Note that the volume within the Schwarzschild radius does not increase exponentially with mass, rather as the cube of the mass. You represented it that way in the equation, but it would be good to get it right in the wording too, lest you confuse someone you're speaking with later.
Essentially, what you've stumbled across is the notion that if you had a region of matter with some average density, then there exists a radius of this region above which it would automatically be a black hole. This is true. If you have a cloud of gas with uniform density, then since the mass of this cloud would increase proportional to the radius cubed, its Schwarzschild radius would increase proportional to its actual radius cubed. While the Schwarzschild radius would start off smaller than the actual radius (thus, no problem), as the size of the cloud gets arbitrarily large, the Schwarzschild radius overtakes the actual radius and the cloud would automatically represent a black hole.
This does not mean that we need to worry about runaway black hole formation. This only holds for regions with a defined center of mass. An infinite or near-infinite region of uniform density would not form a black hole. You might disagree and call up the shell theorem. However, this does not predict a black hole because without a definitive center of mass, every point is effectively the center and, thus, the Shell theorem would state that every point feels the gravitation effect from a sphere of zero radius (and that all matter outside the sphere contributes no net force). Arbitrarily choosing a center and claiming a black hole forms around it is a mistake. It will always be cancelled by the gravitational effect of the matter found on the opposite side of an observer. I admit, space would be weird, but a beam of light would not be deflected in any particular direction by gravity; it would traverse the space perfectly fine (apart from scattering off the matter).
Since any given point in space is effectively the center of the observable universe at that point, the average mass density of space must cancel out on all sides. This means the only way a black hole could reach a "runaway point" is by accumulating overdensities of matter fast enough to get above that radius first; simply having a universe big enough to place an observer at that radius is not enough. There are two important things preventing such a black hole: first is the Eddington limit, as mentioned in one of the comments, which makes it very difficult for the black hole to accrete the mass it needs quick enough.
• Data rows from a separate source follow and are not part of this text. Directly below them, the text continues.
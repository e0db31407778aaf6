/// Coarse min/max depth per 8x8 block, used by the conservative early test.
use std::marker::PhantomData;

use glam::Vec2;

use super::framebuffer::{tiled_index, DepthBuffer, SharedDepth, TileRect};

/// Side of a coarse block in pixels.
pub const COARSE_BLOCK_SIZE: usize = 8;

/// Grid of `(min, max)` depth pairs, one per 8x8 pixel block, row-major with
/// block row 0 at the top of the screen.
pub struct CoarseBuffer {
    blocks_x: usize,
    blocks_y: usize,
    data: Vec<Vec2>,
}

impl CoarseBuffer {
    pub fn new(width: usize, height: usize) -> Self {
        let blocks_x = width / COARSE_BLOCK_SIZE;
        let blocks_y = height / COARSE_BLOCK_SIZE;
        Self {
            blocks_x,
            blocks_y,
            data: vec![Vec2::ZERO; blocks_x * blocks_y],
        }
    }

    #[inline]
    pub fn blocks_x(&self) -> usize {
        self.blocks_x
    }

    #[inline]
    pub fn blocks_y(&self) -> usize {
        self.blocks_y
    }

    #[inline]
    pub fn as_slice(&self) -> &[Vec2] {
        &self.data
    }

    #[inline]
    pub fn block(&self, bx: usize, by: usize) -> Vec2 {
        self.data[by * self.blocks_x + bx]
    }

    /// Recompute every block from `depth`.
    pub fn rebuild(&mut self, depth: &DepthBuffer) {
        let width = depth.width();
        let fb = depth.as_slice();
        for by in 0..self.blocks_y {
            for bx in 0..self.blocks_x {
                self.data[by * self.blocks_x + bx] = block_min_max(|i| fb[i], width, bx, by);
            }
        }
    }

    pub(crate) fn shared(&mut self) -> SharedCoarse<'_> {
        SharedCoarse {
            blocks_x: self.blocks_x,
            ptr: self.data.as_mut_ptr(),
            _buffer: PhantomData,
        }
    }
}

/// Raw view of a [`CoarseBuffer`] for tile workers. Tile edges fall on block
/// edges, so each block belongs to exactly one tile.
pub(crate) struct SharedCoarse<'a> {
    blocks_x: usize,
    ptr: *mut Vec2,
    _buffer: PhantomData<&'a mut [Vec2]>,
}

// Safety: see `SharedDepth`; blocks are partitioned by tile the same way.
unsafe impl Send for SharedCoarse<'_> {}
unsafe impl Sync for SharedCoarse<'_> {}

/// Reduce the blocks covering `rect` after the tile has been rasterized.
///
/// # Safety
/// `rect` must be block-aligned, inside both buffers and owned by the caller.
pub(crate) unsafe fn reduce_tile(fb: &SharedDepth<'_>, coarse: &SharedCoarse<'_>, rect: &TileRect) {
    let width = fb.width();
    let read = |i: usize| *fb.at(i);
    for by in rect.y0 / COARSE_BLOCK_SIZE..=rect.y1 / COARSE_BLOCK_SIZE {
        for bx in rect.x0 / COARSE_BLOCK_SIZE..=rect.x1 / COARSE_BLOCK_SIZE {
            *coarse.ptr.add(by * coarse.blocks_x + bx) = block_min_max(read, width, bx, by);
        }
    }
}

/// Walk the 16 quads of block (bx, by) and return `(min, max)` depth.
#[inline]
fn block_min_max(read: impl Fn(usize) -> f32, width: usize, bx: usize, by: usize) -> Vec2 {
    let (x0, y0) = (bx * COARSE_BLOCK_SIZE, by * COARSE_BLOCK_SIZE);
    let mut lo = f32::INFINITY;
    let mut hi = f32::NEG_INFINITY;
    for y in (y0..y0 + COARSE_BLOCK_SIZE).step_by(2) {
        let row = tiled_index(width, x0, y);
        for i in row..row + 2 * COARSE_BLOCK_SIZE {
            let d = read(i);
            lo = lo.min(d);
            hi = hi.max(d);
        }
    }
    Vec2::new(lo, hi)
}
Second is that, given the average density of the observable universe (including dark matter and not just ordinary matter, because why wouldn't you?), the Schwarzschild radius of the observable universe ends up being less than twice what its actual radius is. This is great because, as discussed you can't have a black hole form spontaneously just by having the Schwarzschild radius of something like the universe be greater than the actual radius (every point in space is the center) and you'll never have a pre-existing black hole grow to be larger than about half the radius of the observable universe because it would become out of causal contact with itself (one side of the event horizon would be at the edge of the observable universe seen from the other side). Not to mention the whole dark energy thing that has a negative energy density (but let's not complicate this further).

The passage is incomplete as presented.